24 April 2015

one hundred years ago

Today, April 24th, marks 100 years since the beginning of the Armenian Genocide; starting in 1915, 1.5 million Armenians were systematically murdered. My grandmother was orphaned and later found by an aunt in an orphanage in France. My grandfather and his elder sister fled and entered the United States alone as children through Ellis Island in 1918. This is a day to remember the precious lives of those that were starved, raped, kidnapped, and slaughtered; to grieve the incomprehensible loss and evil; to forgive because Christ himself has forgiven by the shedding of his own blood; and now to live, because this is the inheritance of grace.

My cry to the Lord is for reconciliation, for comfort, for blessing, and for freedom for Armenians. And for reconciliation, for comfort, for blessing, and for freedom for Turks.

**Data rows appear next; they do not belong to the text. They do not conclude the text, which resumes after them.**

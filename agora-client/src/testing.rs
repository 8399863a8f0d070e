use chrono::{Duration, TimeZone, Utc};

use crate::api::{ClaimId, CommentId, CommentRecord, UserId, VoteCounts};

/// A record whose `created_at` grows with `minute`, so tests can reason about ordering
pub fn record_at(id: &str, parent: Option<&str>, stance: bool, minute: i64) -> CommentRecord {
    CommentRecord {
        id: CommentId::from(id),
        parent_id: parent.map(CommentId::from),
        stance,
        created_at: Utc.with_ymd_and_hms(2023, 3, 1, 12, 0, 0).unwrap() + Duration::minutes(minute),
        claim_id: ClaimId::stub(),
        author_id: UserId::stub(),
        text: format!("comment {id}"),
        images: Vec::new(),
        votes: VoteCounts::default(),
        my_vote: None,
    }
}

pub fn record(id: &str, parent: Option<&str>, stance: bool) -> CommentRecord {
    record_at(id, parent, stance, 0)
}

/// Flattens a forest into `(id, depth)` pairs in pre-order, which makes shape assertions readable
pub fn shape(forest: &[crate::CommentNode]) -> Vec<(String, usize)> {
    fn visit(node: &crate::CommentNode, depth: usize, out: &mut Vec<(String, usize)>) {
        out.push((node.record.id.0.clone(), depth));
        for r in &node.replies {
            visit(r, depth + 1, out);
        }
    }
    let mut res = Vec::new();
    for n in forest {
        visit(n, 0, &mut res);
    }
    res
}
use std::{path::PathBuf, sync::Arc, time::Duration};

use agora_client::{
    api::{Order, ThreadOrder},
    BlockedCache, CacheConfig, Thread,
};
use anyhow::Context;

mod render;
mod snapshot;

#[derive(structopt::StructOpt)]
struct Opt {
    /// Thread snapshot to read, as written by generate-test-data
    #[structopt(short, long)]
    input: PathBuf,

    #[structopt(subcommand)]
    cmd: Command,
}

#[derive(structopt::StructOpt)]
enum Command {
    /// Print the reply tree
    Tree {
        /// Only print top-level comments
        #[structopt(long)]
        top_level_only: bool,

        /// One of created-asc, created-desc, score-asc, score-desc
        #[structopt(long, default_value = "created-desc")]
        order_top: Order,

        /// Order of every reply list
        #[structopt(long, default_value = "created-asc")]
        order_replies: Order,
    },

    /// Print stance statistics as JSON
    Stats {
        /// Only count top-level comments
        #[structopt(long)]
        top_level_only: bool,

        /// Print the statistics of every branch, keyed by comment id
        #[structopt(long)]
        per_branch: bool,
    },
}

fn cache_config() -> anyhow::Result<CacheConfig> {
    match std::env::var("AGORA_BLOCK_CACHE_TTL") {
        Err(_) => Ok(CacheConfig::default()),
        Ok(secs) => {
            let secs = secs
                .parse::<u64>()
                .context("parsing AGORA_BLOCK_CACHE_TTL as a number of seconds")?;
            Ok(CacheConfig {
                ttl: Duration::from_secs(secs),
            })
        }
    }
}

#[tokio::main]
async fn main() -> anyhow::Result<()> {
    tracing_subscriber::fmt::init();

    let opt = <Opt as structopt::StructOpt>::from_args();

    let snapshot = snapshot::load(&opt.input)?;
    let store = Arc::new(snapshot::to_store(&snapshot));
    let cache = BlockedCache::new(store.clone(), cache_config()?);
    let thread = Thread::load(&*store, &cache, snapshot.viewer, snapshot.claim_id)
        .await
        .context("loading thread from snapshot")?;

    match opt.cmd {
        Command::Tree {
            top_level_only,
            order_top,
            order_replies,
        } => {
            let forest = match top_level_only {
                true => thread.top_level(&order_top),
                false => thread.tree(&ThreadOrder {
                    top_level: order_top,
                    replies: order_replies,
                }),
            };
            let mut out = String::new();
            render::tree(&mut out, &forest).context("rendering thread")?;
            print!("{out}");
            let counts = match top_level_only {
                true => thread.top_level_stances(),
                false => thread.stances(),
            };
            println!("{}", render::summary(&counts));
        }
        Command::Stats {
            top_level_only,
            per_branch,
        } => {
            let json = match (per_branch, top_level_only) {
                (true, _) => serde_json::to_string_pretty(&thread.branch_stances()),
                (false, true) => serde_json::to_string_pretty(&thread.top_level_stances()),
                (false, false) => serde_json::to_string_pretty(&thread.stances()),
            }
            .context("serializing stance statistics")?;
            println!("{json}");
        }
    }

    Ok(())
}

"Do you not know? Do you not hear?
Has it not been told you from the beginning?
It is the Lord who sits above the circle of the earth,
and its inhabitants are like grasshoppers;
who stretches out the heaves like a curtain,
and spreads them like a tent to dwell in;
who brings princes to nothing,
and makes the rulers of the earth as emptiness….
Why do you say, O Jacob,
and speak, O Israel,
'My way is hidden from the Lord,
and my right is disregarded by my God'?
Have you not known?
Have you not heard?
The Lord is the everlasting God,
the Creator of the ends of the earth.
He does not faint or grow weary;
his understanding is unsearchable.
He gives power to the faint,
and to him who has no might he increases his strength.
Even youths shall faint and be weary,
and young men shall fall exhausted;
but they who wait of the Lord shall renew their strength;
they shall mount up with wings like eagles;
they shall run and not be weary;
they shall walk and not faint."
(From Isaiah 40.)

The symbol that has been chosen to commemorate the genocide is the forget-me-not. Ironically, we have hundreds of them growing along our front path this year.